Michaels called the decrease in the injury rate “a product of tireless work by those employers, unions, worker advocates and occupational safety and health professionals all coupled with the efforts of federal and state government organizations that make worker safety and health a high priority each and every day.”
Over half of the more than 3 million private industry injury and illness cases reported in 2013 were of a more serious nature that involved days away from work, job transfer or restriction (DART cases). These cases occurred at a rate of 1.7 cases per 100 full-time workers, a “statistically significant decrease” from 2012, according to BLS.
The rates for the two components of DART cases – cases involving days away from work and cases requiring job transfer or restriction – was unchanged at 1 and 0.7 cases per 100 workers, respectively, in 2013. Other recordable cases – those not involving days away from work, job transfer or restriction – accounted for the remaining 1.4 million injury and illness cases in 2013 and was unchanged at a rate of 1.6 cases per 100 full-time workers.
The TRC injury and illness incidence rate remained highest in 2013 among mid-size private industry workplaces (those employing between 50 and 249 workers) and lowest among small establishments (those employing fewer than 11 workers).

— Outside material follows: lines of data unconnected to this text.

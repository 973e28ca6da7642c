//! HTML fragments for the inbox and compose views.
//!
//! Every string that came from the server is escaped; there is no path that
//! inserts message content as markup.

use std::fmt::Write;

use crate::{
    autocomplete::AutocompleteView,
    format::escape_text,
    inbox::{Preview, ThreadView, NO_MESSAGES_PLACEHOLDER},
};

pub fn preview_list(previews: &[Preview]) -> String {
    let mut html = String::new();
    for preview in previews {
        let class = if preview.selected {
            "message-preview selected"
        } else {
            "message-preview"
        };
        let _ = write!(
            html,
            concat!(
                r#"<div class="{}" data-thread-id="{}" data-timestamp="{}">"#,
                r#"<div class="sender-info">"#,
                r#"<span class="sender-name">{}</span>"#,
                r#"<span class="message-time">{}</span>"#,
                "</div>",
                r#"<div class="message-snippet">{}</div>"#,
                "</div>"
            ),
            class,
            preview.thread_id,
            preview.sort_key,
            escape_text(&preview.participant),
            escape_text(&preview.time),
            escape_text(&preview.snippet),
        );
    }
    html
}

pub fn thread_view(view: &ThreadView) -> String {
    match view {
        ThreadView::Closed => String::new(),
        ThreadView::Empty => {
            format!(r#"<div class="no-message-selected">{NO_MESSAGES_PLACEHOLDER}</div>"#)
        }
        ThreadView::Messages { entries, scroll_to } => {
            let mut html = String::new();
            for (index, entry) in entries.iter().enumerate() {
                let anchor = if index == *scroll_to {
                    r#" id="scroll-anchor""#
                } else {
                    ""
                };
                let _ = write!(
                    html,
                    concat!(
                        r#"<div class="message-item {}"{}>"#,
                        r#"<div class="header">"#,
                        r#"<span class="sender-name">{}</span>"#,
                        r#"<span class="message-time">{}</span>"#,
                        "</div>",
                        r#"<div class="content">{}</div>"#,
                        "</div>"
                    ),
                    entry.direction.as_str(),
                    anchor,
                    escape_text(&entry.sender),
                    escape_text(&entry.time),
                    escape_text(&entry.content),
                );
            }
            html
        }
    }
}

/// Empty when the dropdown is closed.
pub fn suggestion_list(view: &AutocompleteView) -> String {
    if !view.open {
        return String::new();
    }
    view.suggestions.iter().fold(String::new(), |mut html, suggestion| {
        let _ = write!(
            html,
            r#"<div class="suggestion-item" data-username="{}">{}</div>"#,
            escape_text(&suggestion.username),
            escape_text(&suggestion.label),
        );
        html
    })
}

#[cfg(test)]
#[path = "tests/markup_tests.rs"]
mod tests;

“We cannot ignore those 3 million workers,” insisted Michaels. “The severity of their injuries and illnesses varies widely; some are amputees, some suffer back injuries, while others have to struggle for each breath. Work injuries can instantly pull the rug out from a family striving for a good middle-class life.”
According to BLS, injuries accounted for 2.9 million out of 3 million reported injuries and illnesses. Among injuries, over 2.1 million (75.5 percent) occurred in service-providing industries, which employed 82.4 percent of the private industry workforce. The remaining 0.7 million injuries (24.5 percent) occurred in goods-producing industries, which accounted for 17.6 percent of private industry employment in 2013.
Workplace illnesses accounted for just over 5 percent of the reported injury and illness cases in 2013. The rate of workplace illnesses in 2013 (16.6 cases per 10,000 full-time workers) was not statistically different from the 2012 incidence rate (17.3 cases). Goods-producing industries accounted for 34.4 percent of all occupational illness cases in 2013.
Beginning Jan. 1, 2015, OSHA reporting requirements will change. Employers will be responsible for reporting all fatal work injuries within 8 hours, and all in-patient hospitalizations, amputations or losses of an eye within 24 hours. The agency also has updated the list of industries required to keep injury and illness records.